Show all lines of the entries in which the word "Configuration" is found.

> [Records for this exercise]:
====

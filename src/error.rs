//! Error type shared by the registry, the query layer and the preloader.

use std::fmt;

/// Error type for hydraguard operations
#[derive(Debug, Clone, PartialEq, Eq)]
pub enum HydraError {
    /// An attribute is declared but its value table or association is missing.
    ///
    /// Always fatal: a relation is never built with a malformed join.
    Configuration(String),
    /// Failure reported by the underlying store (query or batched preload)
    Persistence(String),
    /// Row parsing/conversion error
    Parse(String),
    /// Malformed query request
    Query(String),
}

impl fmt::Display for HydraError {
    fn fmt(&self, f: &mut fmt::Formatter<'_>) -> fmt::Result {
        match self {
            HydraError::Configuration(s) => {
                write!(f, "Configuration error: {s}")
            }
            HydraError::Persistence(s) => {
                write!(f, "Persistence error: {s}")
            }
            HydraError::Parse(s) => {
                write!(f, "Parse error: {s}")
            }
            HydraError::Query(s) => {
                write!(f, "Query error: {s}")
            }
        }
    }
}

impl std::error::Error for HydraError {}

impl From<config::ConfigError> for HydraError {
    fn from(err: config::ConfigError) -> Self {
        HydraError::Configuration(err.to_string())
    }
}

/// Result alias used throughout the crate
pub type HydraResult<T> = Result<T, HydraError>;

====

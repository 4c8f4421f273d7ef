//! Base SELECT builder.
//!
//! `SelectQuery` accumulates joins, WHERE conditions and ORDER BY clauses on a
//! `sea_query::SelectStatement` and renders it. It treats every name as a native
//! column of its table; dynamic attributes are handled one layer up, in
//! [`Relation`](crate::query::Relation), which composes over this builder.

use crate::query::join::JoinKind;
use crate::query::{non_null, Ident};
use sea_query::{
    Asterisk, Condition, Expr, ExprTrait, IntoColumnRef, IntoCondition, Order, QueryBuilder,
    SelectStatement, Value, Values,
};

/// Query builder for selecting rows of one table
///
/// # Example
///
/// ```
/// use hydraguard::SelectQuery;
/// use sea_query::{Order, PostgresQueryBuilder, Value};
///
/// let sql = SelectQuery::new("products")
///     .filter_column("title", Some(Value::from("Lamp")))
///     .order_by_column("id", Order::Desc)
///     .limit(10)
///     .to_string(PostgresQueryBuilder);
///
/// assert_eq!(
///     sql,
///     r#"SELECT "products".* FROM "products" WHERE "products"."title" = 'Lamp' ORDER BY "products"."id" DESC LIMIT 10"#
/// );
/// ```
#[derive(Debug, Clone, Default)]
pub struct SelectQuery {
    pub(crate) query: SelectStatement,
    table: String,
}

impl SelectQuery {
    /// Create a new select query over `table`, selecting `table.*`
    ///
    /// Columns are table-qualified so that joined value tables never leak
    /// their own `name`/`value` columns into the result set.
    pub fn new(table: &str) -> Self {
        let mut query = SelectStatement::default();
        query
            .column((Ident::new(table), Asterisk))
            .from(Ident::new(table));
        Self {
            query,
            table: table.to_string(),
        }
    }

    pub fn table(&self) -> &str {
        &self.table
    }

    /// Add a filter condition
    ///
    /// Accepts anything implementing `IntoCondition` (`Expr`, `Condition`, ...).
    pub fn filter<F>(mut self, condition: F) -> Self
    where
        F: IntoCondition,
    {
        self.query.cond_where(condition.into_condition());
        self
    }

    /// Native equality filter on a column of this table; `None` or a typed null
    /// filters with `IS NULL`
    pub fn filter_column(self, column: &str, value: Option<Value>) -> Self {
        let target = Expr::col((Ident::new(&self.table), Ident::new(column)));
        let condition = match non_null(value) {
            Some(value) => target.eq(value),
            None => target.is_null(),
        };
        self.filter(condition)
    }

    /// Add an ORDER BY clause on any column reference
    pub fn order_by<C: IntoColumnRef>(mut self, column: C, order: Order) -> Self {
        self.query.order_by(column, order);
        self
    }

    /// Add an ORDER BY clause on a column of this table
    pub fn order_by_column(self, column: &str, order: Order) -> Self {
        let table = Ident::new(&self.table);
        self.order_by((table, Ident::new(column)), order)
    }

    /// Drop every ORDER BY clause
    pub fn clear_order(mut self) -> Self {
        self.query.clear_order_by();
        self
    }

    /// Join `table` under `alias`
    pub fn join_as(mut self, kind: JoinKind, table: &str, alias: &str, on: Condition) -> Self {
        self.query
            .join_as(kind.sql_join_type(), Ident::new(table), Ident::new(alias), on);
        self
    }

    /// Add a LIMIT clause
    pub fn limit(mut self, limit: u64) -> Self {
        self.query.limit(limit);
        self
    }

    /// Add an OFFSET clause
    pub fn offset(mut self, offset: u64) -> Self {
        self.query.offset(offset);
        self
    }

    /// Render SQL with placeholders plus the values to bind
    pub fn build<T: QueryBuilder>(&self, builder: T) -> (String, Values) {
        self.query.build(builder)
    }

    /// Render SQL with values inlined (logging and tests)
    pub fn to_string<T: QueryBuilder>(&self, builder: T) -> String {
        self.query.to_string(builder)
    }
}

====

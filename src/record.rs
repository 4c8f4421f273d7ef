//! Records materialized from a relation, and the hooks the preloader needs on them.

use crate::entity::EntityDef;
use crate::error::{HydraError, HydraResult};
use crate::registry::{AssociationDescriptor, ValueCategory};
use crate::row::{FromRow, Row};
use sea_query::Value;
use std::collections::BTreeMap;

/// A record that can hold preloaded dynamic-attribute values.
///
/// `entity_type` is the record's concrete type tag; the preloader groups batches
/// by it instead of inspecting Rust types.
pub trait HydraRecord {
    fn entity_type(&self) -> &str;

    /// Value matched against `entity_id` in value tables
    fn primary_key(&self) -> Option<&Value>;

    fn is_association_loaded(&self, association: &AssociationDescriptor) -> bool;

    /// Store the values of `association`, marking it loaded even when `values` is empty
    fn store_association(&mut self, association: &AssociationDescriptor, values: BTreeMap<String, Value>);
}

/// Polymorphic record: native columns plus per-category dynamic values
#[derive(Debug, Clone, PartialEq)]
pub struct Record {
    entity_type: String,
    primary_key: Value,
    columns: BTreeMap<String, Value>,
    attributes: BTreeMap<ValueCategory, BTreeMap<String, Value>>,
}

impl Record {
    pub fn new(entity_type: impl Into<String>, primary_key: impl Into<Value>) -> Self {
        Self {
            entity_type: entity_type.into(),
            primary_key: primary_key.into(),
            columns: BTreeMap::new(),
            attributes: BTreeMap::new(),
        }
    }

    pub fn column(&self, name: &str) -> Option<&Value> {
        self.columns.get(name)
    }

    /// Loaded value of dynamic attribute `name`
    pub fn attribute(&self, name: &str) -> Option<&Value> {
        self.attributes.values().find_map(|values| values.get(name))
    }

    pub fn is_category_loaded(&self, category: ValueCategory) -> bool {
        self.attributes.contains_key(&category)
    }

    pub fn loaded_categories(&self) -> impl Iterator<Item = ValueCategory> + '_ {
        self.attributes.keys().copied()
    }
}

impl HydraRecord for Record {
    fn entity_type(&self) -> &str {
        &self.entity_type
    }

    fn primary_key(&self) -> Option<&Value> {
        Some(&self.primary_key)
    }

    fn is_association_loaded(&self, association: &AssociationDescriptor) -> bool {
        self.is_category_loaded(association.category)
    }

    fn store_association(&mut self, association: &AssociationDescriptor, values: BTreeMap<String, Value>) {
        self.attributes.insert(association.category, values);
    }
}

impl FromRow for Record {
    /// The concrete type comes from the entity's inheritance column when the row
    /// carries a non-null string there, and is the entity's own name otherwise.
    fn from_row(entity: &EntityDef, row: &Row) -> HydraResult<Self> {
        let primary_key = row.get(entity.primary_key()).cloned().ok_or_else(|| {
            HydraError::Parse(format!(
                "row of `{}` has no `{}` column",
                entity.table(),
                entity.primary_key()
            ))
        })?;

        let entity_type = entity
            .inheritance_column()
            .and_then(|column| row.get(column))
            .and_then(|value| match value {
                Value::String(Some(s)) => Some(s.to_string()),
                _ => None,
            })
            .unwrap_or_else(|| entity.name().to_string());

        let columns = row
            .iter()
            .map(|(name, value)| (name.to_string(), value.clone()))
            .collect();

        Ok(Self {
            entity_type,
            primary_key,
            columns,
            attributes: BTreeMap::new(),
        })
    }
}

====

> [Answer to this task]:
    Configuration(String),
            HydraError::Configuration(s) => {
                write!(f, "Configuration error: {s}")
        HydraError::Configuration(err.to_string())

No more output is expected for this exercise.